“We all know that perfection is a mask... The people with whom we have deepest connection are those who acknowledge their weaknesses.”
— Parker Palmer
Connecting in inauthentic ways is a serious misnomer on the stage of relational life. We have all tried to get along with people, where neither we nor they could truly be ourselves or themselves. There wasn’t enough trust, or the relationship was forced in some way, or we were just trying too hard. Relationships that are etched in a lack of authenticity are stressful to say the least.
Yet, none of us, in this relational way, wants to be a phoney.
Sometimes we are tempted to put on a mask, however; to present our ‘perfect’ selves—which is a grand delusion. We see it sometimes at church—the ‘church face’ comes out. But we cannot hide behind such a mask, for most people worth their salt discern the fake overture from a mile off, credibility is lost, and relational outcomes plummet.
We are best just being ourselves. When we can be ourselves we encourage others to be themselves. Our authenticity begets theirs and happier relations take place.
But being ourselves is often not as easy as it sounds. It involves risk.

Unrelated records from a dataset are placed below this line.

//! Outbound call to the generative-inference provider.
//!
//! The provider is an untrusted, best-effort external capability: given the
//! fixed instruction and a normalized image it returns free-form text, and
//! it may fail, stall, or answer garbage. This module bounds the call with
//! timeouts and maps every failure to a distinguishable [`InferenceError`]
//! kind so the server can answer with a 502-class response instead of
//! crashing.
//!
//! Retry policy is an explicit, swappable value at this boundary. The
//! default performs no retries; when enabled, only transport-level failures
//! are retried — a provider that answered (even with an error status) is
//! not called again.

use std::time::Duration;

use async_trait::async_trait;
use base64::Engine as _;
use base64::engine::general_purpose::STANDARD as BASE64;
use secrecy::{ExposeSecret, SecretString};
use serde::{Deserialize, Serialize};
use serde_json::{Value, json};
use thiserror::Error;
use tracing::{debug, warn};

use crate::imaging::NORMALIZED_MIME;
use crate::prompt::PromptPayload;

const DEFAULT_API_BASE: &str = "https://generativelanguage.googleapis.com/v1beta";
const DEFAULT_MODEL: &str = "gemini-2.5-flash";

/// Configuration for the inference client.
#[derive(Debug, Clone, Serialize, Deserialize)]
#[serde(default)]
pub struct InferenceConfig {
    /// Provider API base URL, without a trailing slash.
    pub api_base: String,

    /// Model identifier, with or without the `models/` prefix.
    pub model: String,

    /// Per-request timeout in seconds. A stalled provider must not be able
    /// to exhaust server concurrency.
    pub request_timeout_secs: u64,

    /// TCP connect timeout in seconds.
    pub connect_timeout_secs: u64,
}

impl Default for InferenceConfig {
    fn default() -> Self {
        Self {
            api_base: DEFAULT_API_BASE.to_string(),
            model: DEFAULT_MODEL.to_string(),
            request_timeout_secs: 30,
            connect_timeout_secs: 10,
        }
    }
}

/// Retry strategy applied to transport failures.
///
/// Kept as a plain value so tests and deployments can swap it without
/// touching the client. The default performs no retries: a failed request
/// requires a new client-initiated attempt.
#[derive(Debug, Clone, Copy, Serialize, Deserialize)]
#[serde(default)]
pub struct RetryPolicy {
    /// Additional attempts after the first.
    pub max_retries: u32,
    /// Base backoff in milliseconds, scaled linearly per attempt.
    pub backoff_ms: u64,
}

impl Default for RetryPolicy {
    fn default() -> Self {
        Self {
            max_retries: 0,
            backoff_ms: 500,
        }
    }
}

impl RetryPolicy {
    /// Backoff before retry number `attempt` (1-based).
    #[must_use]
    pub const fn backoff_for(self, attempt: u32) -> Duration {
        Duration::from_millis(self.backoff_ms * attempt as u64)
    }
}

/// Failures of the external inference call.
#[derive(Debug, Error)]
pub enum InferenceError {
    /// No provider credential is configured. Surfaces as a configuration
    /// fault, never silently bypassed.
    #[error("inference credential is not configured")]
    MissingCredential,

    /// The request could not be delivered or the connection failed.
    #[error("inference transport failure: {0}")]
    Transport(String),

    /// The provider did not answer within the request timeout.
    #[error("inference request timed out")]
    Timeout,

    /// The provider answered with a non-success status.
    #[error("inference provider returned status {status}")]
    Status {
        /// HTTP status code from the provider.
        status: u16,
    },

    /// The provider answered 200 but produced no text output.
    #[error("inference provider returned an empty response")]
    Empty,
}

/// The external model capability: prompt plus image in, raw text out.
#[async_trait]
pub trait InferenceProvider: Send + Sync {
    /// Invokes the model. The returned text is untrusted free-form output;
    /// extraction and validation happen downstream.
    async fn infer(&self, payload: &PromptPayload<'_>) -> Result<String, InferenceError>;

    /// Provider name for logging.
    fn name(&self) -> &'static str;
}

/// Production provider targeting the Gemini `generateContent` REST API.
pub struct GeminiProvider {
    config: InferenceConfig,
    retry: RetryPolicy,
    api_key: Option<SecretString>,
    http: reqwest::Client,
}

impl GeminiProvider {
    /// Creates a provider. A missing credential is accepted here and
    /// reported per-request, so the service can start (and health-check)
    /// without one.
    ///
    /// # Errors
    ///
    /// Returns [`InferenceError::Transport`] if the HTTP client cannot be
    /// initialized.
    pub fn new(
        config: InferenceConfig,
        retry: RetryPolicy,
        api_key: Option<SecretString>,
    ) -> Result<Self, InferenceError> {
        let http = reqwest::Client::builder()
            .connect_timeout(Duration::from_secs(config.connect_timeout_secs))
            .timeout(Duration::from_secs(config.request_timeout_secs))
            .build()
            .map_err(|e| InferenceError::Transport(e.to_string()))?;

        Ok(Self {
            config,
            retry,
            api_key,
            http,
        })
    }

    /// `{base}/models/{model}:generateContent`
    fn endpoint(&self) -> String {
        let base = self.config.api_base.trim_end_matches('/');
        let model = self.config.model.trim();
        let model_path = if model.starts_with("models/") {
            model.to_string()
        } else {
            format!("models/{model}")
        };
        format!("{base}/{model_path}:generateContent")
    }

    /// Request body: the instruction text part followed by the image as an
    /// inline base64 part.
    fn build_request(payload: &PromptPayload<'_>) -> Value {
        json!({
            "contents": [{
                "parts": [
                    { "text": payload.instruction },
                    {
                        "inlineData": {
                            "mimeType": NORMALIZED_MIME,
                            "data": BASE64.encode(&payload.image.bytes),
                        }
                    }
                ]
            }]
        })
    }

    /// Concatenates every text part of every candidate. Returns `None`
    /// when the response carries no text at all.
    fn extract_text(body: &Value) -> Option<String> {
        let candidates = body.get("candidates")?.as_array()?;
        let mut out = String::new();

        for candidate in candidates {
            let Some(parts) = candidate
                .get("content")
                .and_then(|content| content.get("parts"))
                .and_then(Value::as_array)
            else {
                continue;
            };
            for part in parts {
                if let Some(text) = part.get("text").and_then(Value::as_str) {
                    out.push_str(text);
                }
            }
        }

        if out.trim().is_empty() { None } else { Some(out) }
    }

    async fn send_once(&self, endpoint: &str, key: &str, body: &Value) -> Result<String, InferenceError> {
        let response = self
            .http
            .post(endpoint)
            .query(&[("key", key)])
            .json(body)
            .send()
            .await
            .map_err(|e| {
                if e.is_timeout() {
                    InferenceError::Timeout
                } else {
                    InferenceError::Transport(e.to_string())
                }
            })?;

        let status = response.status();
        if !status.is_success() {
            warn!(status = status.as_u16(), "inference provider rejected request");
            return Err(InferenceError::Status {
                status: status.as_u16(),
            });
        }

        let parsed: Value = response.json().await.map_err(|e| {
            if e.is_timeout() {
                InferenceError::Timeout
            } else {
                InferenceError::Transport(e.to_string())
            }
        })?;

        Self::extract_text(&parsed).ok_or(InferenceError::Empty)
    }
}

#[async_trait]
impl InferenceProvider for GeminiProvider {
    async fn infer(&self, payload: &PromptPayload<'_>) -> Result<String, InferenceError> {
        let Some(key) = self.api_key.as_ref() else {
            return Err(InferenceError::MissingCredential);
        };

        let endpoint = self.endpoint();
        let body = Self::build_request(payload);

        let mut attempt = 0;
        loop {
            match self.send_once(&endpoint, key.expose_secret(), &body).await {
                Ok(text) => {
                    debug!(chars = text.len(), "inference response received");
                    return Ok(text);
                },
                // Only transport failures are retryable; the provider
                // never observed a delivered request.
                Err(InferenceError::Transport(reason)) if attempt < self.retry.max_retries => {
                    attempt += 1;
                    warn!(
                        attempt,
                        max = self.retry.max_retries,
                        reason = %reason,
                        "retrying inference after transport failure"
                    );
                    tokio::time::sleep(self.retry.backoff_for(attempt)).await;
                },
                Err(e) => return Err(e),
            }
        }
    }

    fn name(&self) -> &'static str {
        "gemini"
    }
}

/// Deterministic provider for tests: returns a canned response or a canned
/// failure without any network access.
pub struct MockInferenceProvider {
    response: Result<String, InferenceErrorKind>,
}

/// Clonable stand-in for [`InferenceError`] used by the mock.
#[derive(Debug, Clone, Copy, PartialEq, Eq)]
pub enum InferenceErrorKind {
    /// Maps to [`InferenceError::MissingCredential`].
    MissingCredential,
    /// Maps to [`InferenceError::Transport`].
    Transport,
    /// Maps to [`InferenceError::Timeout`].
    Timeout,
    /// Maps to [`InferenceError::Status`] with the given code.
    Status(u16),
    /// Maps to [`InferenceError::Empty`].
    Empty,
}

impl MockInferenceProvider {
    /// Mock that answers every call with `text`.
    #[must_use]
    pub fn with_response(text: impl Into<String>) -> Self {
        Self {
            response: Ok(text.into()),
        }
    }

    /// Mock that fails every call with the given kind.
    #[must_use]
    pub const fn failing(kind: InferenceErrorKind) -> Self {
        Self {
            response: Err(kind),
        }
    }
}

#[async_trait]
impl InferenceProvider for MockInferenceProvider {
    async fn infer(&self, _payload: &PromptPayload<'_>) -> Result<String, InferenceError> {
        match &self.response {
            Ok(text) => Ok(text.clone()),
            Err(kind) => Err(match kind {
                InferenceErrorKind::MissingCredential => InferenceError::MissingCredential,
                InferenceErrorKind::Transport => {
                    InferenceError::Transport("mock transport failure".into())
                },
                InferenceErrorKind::Timeout => InferenceError::Timeout,
                InferenceErrorKind::Status(status) => InferenceError::Status { status: *status },
                InferenceErrorKind::Empty => InferenceError::Empty,
            }),
        }
    }

    fn name(&self) -> &'static str {
        "mock"
    }
}

#[cfg(test)]
mod tests {
    use crate::imaging::NormalizedImage;
    use crate::prompt;

    use super::*;

    fn provider(config: InferenceConfig) -> GeminiProvider {
        GeminiProvider::new(config, RetryPolicy::default(), None).unwrap()
    }

    fn image() -> NormalizedImage {
        NormalizedImage {
            bytes: vec![0xFF, 0xD8, 0xFF, 0xD9],
            width: 1,
            height: 1,
        }
    }

    #[test]
    fn endpoint_appends_models_prefix() {
        let p = provider(InferenceConfig::default());
        assert_eq!(
            p.endpoint(),
            "https://generativelanguage.googleapis.com/v1beta/models/gemini-2.5-flash:generateContent"
        );
    }

    #[test]
    fn endpoint_keeps_existing_models_prefix() {
        let p = provider(InferenceConfig {
            api_base: "https://example.test/v1beta/".into(),
            model: "models/custom".into(),
            ..InferenceConfig::default()
        });
        assert_eq!(p.endpoint(), "https://example.test/v1beta/models/custom:generateContent");
    }

    #[test]
    fn request_body_carries_text_then_inline_image() {
        let img = image();
        let payload = prompt::build(&img);
        let body = GeminiProvider::build_request(&payload);

        let parts = body["contents"][0]["parts"].as_array().unwrap();
        assert_eq!(parts.len(), 2);
        assert!(parts[0]["text"].as_str().unwrap().contains("español"));
        assert_eq!(parts[1]["inlineData"]["mimeType"], "image/jpeg");
        assert_eq!(
            parts[1]["inlineData"]["data"].as_str().unwrap(),
            BASE64.encode([0xFF, 0xD8, 0xFF, 0xD9])
        );
    }

    #[test]
    fn extract_text_joins_candidate_parts() {
        let body = json!({
            "candidates": [{
                "content": { "parts": [ { "text": "hola " }, { "text": "mundo" } ] }
            }]
        });
        assert_eq!(GeminiProvider::extract_text(&body), Some("hola mundo".into()));
    }

    #[test]
    fn extract_text_empty_response_is_none() {
        assert_eq!(GeminiProvider::extract_text(&json!({})), None);
        assert_eq!(
            GeminiProvider::extract_text(&json!({ "candidates": [] })),
            None
        );
        let whitespace = json!({
            "candidates": [{ "content": { "parts": [ { "text": "  " } ] } }]
        });
        assert_eq!(GeminiProvider::extract_text(&whitespace), None);
    }

    #[tokio::test]
    async fn missing_credential_fails_before_any_io() {
        let p = provider(InferenceConfig::default());
        let img = image();
        let payload = prompt::build(&img);

        let err = p.infer(&payload).await.unwrap_err();
        assert!(matches!(err, InferenceError::MissingCredential));
    }

    #[test]
    fn default_retry_policy_performs_no_retries() {
        let retry = RetryPolicy::default();
        assert_eq!(retry.max_retries, 0);
    }

    #[test]
    fn backoff_scales_linearly() {
        let retry = RetryPolicy {
            max_retries: 3,
            backoff_ms: 100,
        };
        assert_eq!(retry.backoff_for(1), Duration::from_millis(100));
        assert_eq!(retry.backoff_for(3), Duration::from_millis(300));
    }

    #[tokio::test]
    async fn mock_provider_round_trips() {
        let img = image();
        let payload = prompt::build(&img);

        let ok = MockInferenceProvider::with_response("{}");
        assert_eq!(ok.infer(&payload).await.unwrap(), "{}");

        let err = MockInferenceProvider::failing(InferenceErrorKind::Status(503));
        assert!(matches!(
            err.infer(&payload).await.unwrap_err(),
            InferenceError::Status { status: 503 }
        ));
    }
}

Shedding the Layers to Reveal Authenticity
Taking the proverbial onion, amidst the layers, we see the layers indicative of our personalities—those protective layers—those layers that prevent people from seeing the real us—the weaker vessel. I hope it’s not a lame metaphor, but stripping away those layers is a necessity if we, and they, are to enjoy genuine fellowship.
We take a risk in presenting as vulnerable, but it is a risk that pays off, because in the weakness of vulnerability there is a strength that people admire, if we are comfortable with our weakness—such that we allow it to be present. This is a big ‘if’.
It doesn’t do us much good to shed the layers and feel ashamed.
But if we can give a person our true selves, without the fabricated pretence, we give them a gift—the best possible gift we could give anyone: our very selves.
And this is not just a gift to others—that which we present in genuineness.
When we arrive at proper fellowship, where hearts are bonded because trust has ensued, due the extension of realness, we, ourselves, are blessed.
The best of gifts in the relational life is the giving of our authentic selves. With nothing left to prove and nothing with which to gain, we are comfortable in our weakness, and in that we derive strength; strength we give to the other by trusting them with who we are. The genesis of respectful loving fellowship is then formed.
© 2013 S. J. Wickham.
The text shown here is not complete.